## WORK INSTRUCTIONS
Identify the line in which "the page's identity." appears, then reproduce that line and all remaining lines of the records word for word.

..............................

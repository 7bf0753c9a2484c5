//! Page-side transport.
//!
//! Each connected page owns one long-lived port to the relay. The concrete
//! transport (an extension message port in production, a fake in tests)
//! stays behind the [`PageTransport`] trait.

// ============================================================================
// Imports
// ============================================================================

use crate::protocol::PageReply;

// ============================================================================
// PageSender
// ============================================================================

/// Identity of the page end of a transport, captured at connect time.
#[derive(Debug, Clone, PartialEq, Eq)]
pub struct PageSender {
    /// URL of the connecting frame.
    pub url: String,
    /// URL of the hosting tab, when the frame is embedded.
    pub tab_url: Option<String>,
}

impl PageSender {
    /// Returns the URL the page's domain is derived from.
    ///
    /// The tab URL wins over the frame URL so an embedded iframe is
    /// attributed to the site the user actually sees.
    #[inline]
    #[must_use]
    pub fn origin_url(&self) -> &str {
        self.tab_url.as_deref().unwrap_or(&self.url)
    }
}

// ============================================================================
// PageTransport
// ============================================================================

/// Transport to one connected page.
pub trait PageTransport: Send + Sync + 'static {
    /// Returns the page's identity.
    fn sender(&self) -> PageSender;

    /// Posts a reply to the page. Fire-and-forget: posting to a closed
    /// port is silently dropped.
    fn post(&self, reply: PageReply);
}

// ============================================================================
// Tests
// ============================================================================

#[cfg(test)]
mod tests {
    use super::*;

    #[test]
    fn test_origin_prefers_tab_url() {
        let sender = PageSender {
            url: "https://cdn.example.net/widget.html".into(),
            tab_url: Some("https://example.com/sign".into()),
        };
        assert_eq!(sender.origin_url(), "https://example.com/sign");

        let top_level = PageSender {
            url: "https://example.com/sign".into(),
            tab_url: None,
        };
        assert_eq!(top_level.origin_url(), "https://example.com/sign");
    }
}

..............................

## WRITTEN REPLY
    /// Returns the page's identity.
    fn sender(&self) -> PageSender;

    /// Posts a reply to the page. Fire-and-forget: posting to a closed
    /// port is silently dropped.
    fn post(&self, reply: PageReply);
}

// ============================================================================
// Tests
// ============================================================================

#[cfg(test)]
mod tests {
    use super::*;

    #[test]
    fn test_origin_prefers_tab_url() {
        let sender = PageSender {
            url: "https://cdn.example.net/widget.html".into(),
            tab_url: Some("https://example.com/sign".into()),
        };
        assert_eq!(sender.origin_url(), "https://example.com/sign");

        let top_level = PageSender {
            url: "https://example.com/sign".into(),
            tab_url: None,
        };
        assert_eq!(top_level.origin_url(), "https://example.com/sign");
    }
}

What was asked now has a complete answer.